[Data items]

-- Opening Marker --

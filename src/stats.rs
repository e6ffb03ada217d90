//! Performance statistics collection for `--stats` output.

use std::time::{Duration, Instant};

/// Collects per-phase timings of the stepping loop on one rank.
///
/// Created when `--stats` is passed, threaded as `Option<&mut Stats>`.
/// Zero cost when `None`: no timing calls, no counter increments.
pub struct Stats {
    total_start: Instant,
    phases: Vec<(&'static str, Duration)>,
    // Per-step accumulators
    pub distribute: Duration,
    pub halo_exchange: Duration,
    pub local_derivative: Duration,
    pub gather: Duration,
    pub update: Duration,
    // Counters
    pub steps: u64,
    pub halo_messages: u64,
}

impl Default for Stats {
    fn default() -> Self {
        Self::new()
    }
}

impl Stats {
    pub fn new() -> Self {
        Self {
            total_start: Instant::now(),
            phases: Vec::new(),
            distribute: Duration::ZERO,
            halo_exchange: Duration::ZERO,
            local_derivative: Duration::ZERO,
            gather: Duration::ZERO,
            update: Duration::ZERO,
            steps: 0,
            halo_messages: 0,
        }
    }

    /// Record a completed phase with its duration.
    pub fn add_phase(&mut self, name: &'static str, duration: Duration) {
        self.phases.push((name, duration));
    }

    /// Time spent in communication calls.
    pub fn communication(&self) -> Duration {
        self.distribute + self.halo_exchange + self.gather
    }

    /// Print the stats table to stderr.
    pub fn display(&self, rank: usize) {
        let total = self.total_start.elapsed();
        eprintln!();
        eprintln!("=== Advectrix Performance Stats (rank {rank}) ===");

        for (name, dur) in &self.phases {
            eprintln!("  {:<24} {:>8.3}s", name, dur.as_secs_f64());
        }

        if self.steps > 0 {
            eprintln!("  Steps:                  {}", self.steps);
            eprintln!("    Distribute:           {:>8.3}s", self.distribute.as_secs_f64());
            if self.halo_messages > 0 {
                eprintln!("    Halo exchange:        {:>8.3}s", self.halo_exchange.as_secs_f64());
                eprintln!("      Messages:           {}", self.halo_messages);
            }
            eprintln!("    Local derivative:     {:>8.3}s", self.local_derivative.as_secs_f64());
            eprintln!("    Gather:               {:>8.3}s", self.gather.as_secs_f64());
            eprintln!("    Update:               {:>8.3}s", self.update.as_secs_f64());
            let per_step = total.as_secs_f64() / self.steps as f64;
            eprintln!("    Per step:             {:>8.3}ms", per_step * 1e3);
        }

        eprintln!("  ─────────────────────────────────");
        eprintln!("  Communication:          {:>8.3}s", self.communication().as_secs_f64());
        eprintln!("  Total:                  {:>8.3}s", total.as_secs_f64());
    }
}

#[cfg(test)]
mod tests {
    use super::*;

    #[test]
    fn communication_sums_message_phases() {
        let mut stats = Stats::new();
        stats.distribute = Duration::from_millis(3);
        stats.halo_exchange = Duration::from_millis(2);
        stats.gather = Duration::from_millis(5);
        stats.local_derivative = Duration::from_millis(100);
        assert_eq!(stats.communication(), Duration::from_millis(10));
    }
}
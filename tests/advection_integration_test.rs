//! End-to-end tests for the distributed advection solver.

use advectrix::analysis::advection::{self, explicit_update};
use advectrix::config::{DerivativeStrategy, ProblemConfig};
use advectrix::solver::comm::CommunicationBackend;
use advectrix::solver::comm_thread::run_on_threads;
use advectrix::solver::partition::BlockPartition;
use advectrix::solver::{serial_derivative, DerivativeOperator, Role};
use approx::assert_abs_diff_eq;
use std::time::Duration;

const DEADLINE: Option<Duration> = Some(Duration::from_secs(10));

const STRATEGIES: [DerivativeStrategy; 3] = [
    DerivativeStrategy::GhostCell,
    DerivativeStrategy::UpwindMatrix,
    DerivativeStrategy::CenteredMatrix,
];

/// Evaluate one distributed derivative of `field` on `workers` ranks.
fn distributed_derivative(
    strategy: DerivativeStrategy,
    field: &[f64],
    h: f64,
    workers: usize,
) -> Vec<f64> {
    let partition = BlockPartition::new(field.len(), workers).expect("partition failed");
    let per_rank = run_on_threads(workers, DEADLINE, |comm| {
        let role = Role::of(&comm);
        let mut op = DerivativeOperator::build(strategy, partition, comm.rank(), role, h);
        let (input, mut out) = if role.is_coordinator() {
            (field.to_vec(), vec![0.0; field.len()])
        } else {
            (Vec::new(), Vec::new())
        };
        op.apply(&comm, &input, &mut out, None)?;
        Ok(out)
    })
    .expect("distributed derivative failed");
    per_rank.into_iter().next().expect("no coordinator")
}

// ── Configuration ─────────────────────────────────────────────────

#[test]
fn test_reference_time_step_and_step_count() {
    let config = ProblemConfig {
        grid_point_count: 200,
        domain_length: 300.0,
        velocity: 330.0,
        cfl_number: 0.5,
        sim_duration: 1.0,
        ..ProblemConfig::default()
    };
    let dt = 0.5 * (300.0 / 199.0) / 330.0;
    assert_abs_diff_eq!(config.time_step(), dt, epsilon = 1e-15);
    assert_eq!(config.step_count(), (1.0 / dt).floor() as usize);
    assert_eq!(config.step_count(), 437);
}

// ── Derivative equivalence ────────────────────────────────────────

#[test]
fn test_distributed_derivative_matches_serial() {
    let n = 40;
    let h = 0.75;
    let field: Vec<f64> = (0..n)
        .map(|i| {
            let x = i as f64 * h;
            (0.4 * x).sin() + 0.1 * x
        })
        .collect();

    for strategy in STRATEGIES {
        let expected = serial_derivative(strategy, &field, h);
        for workers in [1, 2, 4, 5, 8] {
            let got = distributed_derivative(strategy, &field, h, workers);
            assert_eq!(got.len(), n);
            for (i, (g, e)) in got.iter().zip(&expected).enumerate() {
                assert!(
                    (g - e).abs() < 1e-12,
                    "{strategy} with {workers} ranks differs at {i}: {g} vs {e}"
                );
            }
        }
    }
}

#[test]
fn test_ghost_cell_and_upwind_matrix_agree_every_step() {
    let config = ProblemConfig::default();
    let n = config.grid_point_count;
    let h = config.grid_spacing();
    let coeff = config.velocity * config.time_step();
    let partition = BlockPartition::new(n, 4).unwrap();

    let per_rank = run_on_threads(4, DEADLINE, |comm| {
        let role = Role::of(&comm);
        let rank = comm.rank();
        let mut ghost = DerivativeOperator::build(DerivativeStrategy::GhostCell, partition, rank, role, h);
        let mut upwind =
            DerivativeOperator::build(DerivativeStrategy::UpwindMatrix, partition, rank, role, h);

        let mut field = if role.is_coordinator() { config.initial_field() } else { Vec::new() };
        let mut d_ghost = vec![0.0; field.len()];
        let mut d_upwind = vec![0.0; field.len()];
        let mut worst = 0.0f64;

        for _ in 0..config.step_count() {
            ghost.apply(&comm, &field, &mut d_ghost, None)?;
            upwind.apply(&comm, &field, &mut d_upwind, None)?;
            if role.is_coordinator() {
                // The matrix leaves its first and last rows empty.
                for i in 1..n - 1 {
                    worst = worst.max((d_ghost[i] - d_upwind[i]).abs());
                }
                explicit_update(&mut field, &d_ghost, coeff);
            }
        }
        Ok(worst)
    })
    .unwrap();

    assert!(per_rank[0] < 1e-12, "max per-step difference {}", per_rank[0]);
}

// ── Full runs ─────────────────────────────────────────────────────

#[test]
fn test_rank_count_does_not_change_result() {
    let config = ProblemConfig {
        grid_point_count: 120,
        sim_duration: 0.05,
        gaussian_center: 200.0,
        ..ProblemConfig::default()
    };
    for strategy in STRATEGIES {
        let config = ProblemConfig { strategy, ..config.clone() };
        let reference = advection::run_threaded(&config, 1, DEADLINE).unwrap();
        for workers in [2, 3, 6] {
            let result = advection::run_threaded(&config, workers, DEADLINE).unwrap();
            assert_eq!(result.num_ranks, workers);
            assert_eq!(result.step_count(), reference.step_count());
            for (row, ref_row) in result.history.rows().iter().zip(reference.history.rows()) {
                for (u, r) in row.iter().zip(ref_row) {
                    assert_abs_diff_eq!(*u, *r, epsilon = 1e-12);
                }
            }
        }
    }
}

#[test]
fn test_gaussian_pulse_translates_at_velocity() {
    // Pulse starts well inside the domain and travels left by v * t.
    let config = ProblemConfig {
        grid_point_count: 400,
        domain_length: 300.0,
        velocity: 330.0,
        cfl_number: 0.5,
        sim_duration: 100.0 / 330.0,
        gaussian_sigma: 10.0,
        gaussian_center: 250.0,
        strategy: DerivativeStrategy::GhostCell,
        allow_unstable: false,
    };
    let result = advection::run_threaded(&config, 4, DEADLINE).unwrap();
    assert_eq!(result.step_count(), config.step_count());

    let h = result.grid_spacing;
    let mass = |u: &[f64]| u.iter().sum::<f64>() * h;
    let centroid = |u: &[f64]| {
        let weighted: f64 = u.iter().zip(&result.grid).map(|(v, x)| v * x).sum();
        weighted / u.iter().sum::<f64>()
    };

    let u0 = &result.initial_field;
    let u1 = result.final_field();
    let t_final = result.step_count() as f64 * result.time_step;

    // Upwind transport conserves mass and moves the first moment exactly.
    assert_abs_diff_eq!(mass(u1), mass(u0), epsilon = 1e-6 * mass(u0));
    assert_abs_diff_eq!(centroid(u1), 250.0 - config.velocity * t_final, epsilon = 1e-3);

    // First-order upwind smears the pulse with diffusivity v h (1 - C) / 2.
    let diffusivity = config.velocity * h * (1.0 - config.cfl_number) / 2.0;
    let sigma2 = config.gaussian_sigma * config.gaussian_sigma;
    let expected_peak = (sigma2 / (sigma2 + 4.0 * diffusivity * t_final)).sqrt();
    let peak = u1.iter().cloned().fold(f64::MIN, f64::max);
    assert!(
        (peak - expected_peak).abs() < 0.03,
        "peak {peak}, expected about {expected_peak}"
    );

    // Same run through the matrix path ends in the same place.
    let matrix = advection::run_threaded(
        &ProblemConfig {
            strategy: DerivativeStrategy::UpwindMatrix,
            ..config.clone()
        },
        4,
        DEADLINE,
    )
    .unwrap();
    for (a, b) in matrix.final_field().iter().zip(u1) {
        assert_abs_diff_eq!(*a, *b, epsilon = 1e-8);
    }
}

#[test]
fn test_reference_scenario_runs_to_completion() {
    let config = ProblemConfig::default();
    let result = advection::run_threaded(&config, 4, DEADLINE).unwrap();
    assert_eq!(result.step_count(), 437);
    assert_eq!(result.history.grid_points(), 200);
    assert!(result.elapsed_seconds >= 0.0);
    assert!(result.final_field().iter().all(|u| u.is_finite()));
    // Stable scheme: no new extrema.
    assert!(result.final_field().iter().all(|&u| (-1e-12..=1.0 + 1e-12).contains(&u)));
}

#[test]
fn test_unstable_cfl_fails_on_every_rank() {
    let config = ProblemConfig {
        cfl_number: 1.2,
        ..ProblemConfig::default()
    };
    let err = advection::run_threaded(&config, 4, DEADLINE).unwrap_err();
    assert!(matches!(
        err,
        advectrix::error::AdvectrixError::NumericalInstability(_)
    ));
}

-- Closing Marker --

- **EXERCISE DIRECTIONS**:
Among the records above, find each line holding "None" and list it.

- **TASK RESULT**:
/// Zero cost when `None`: no timing calls, no counter increments.
        op.apply(&comm, &input, &mut out, None)?;
            ghost.apply(&comm, &field, &mut d_ghost, None)?;
            upwind.apply(&comm, &field, &mut d_upwind, None)?;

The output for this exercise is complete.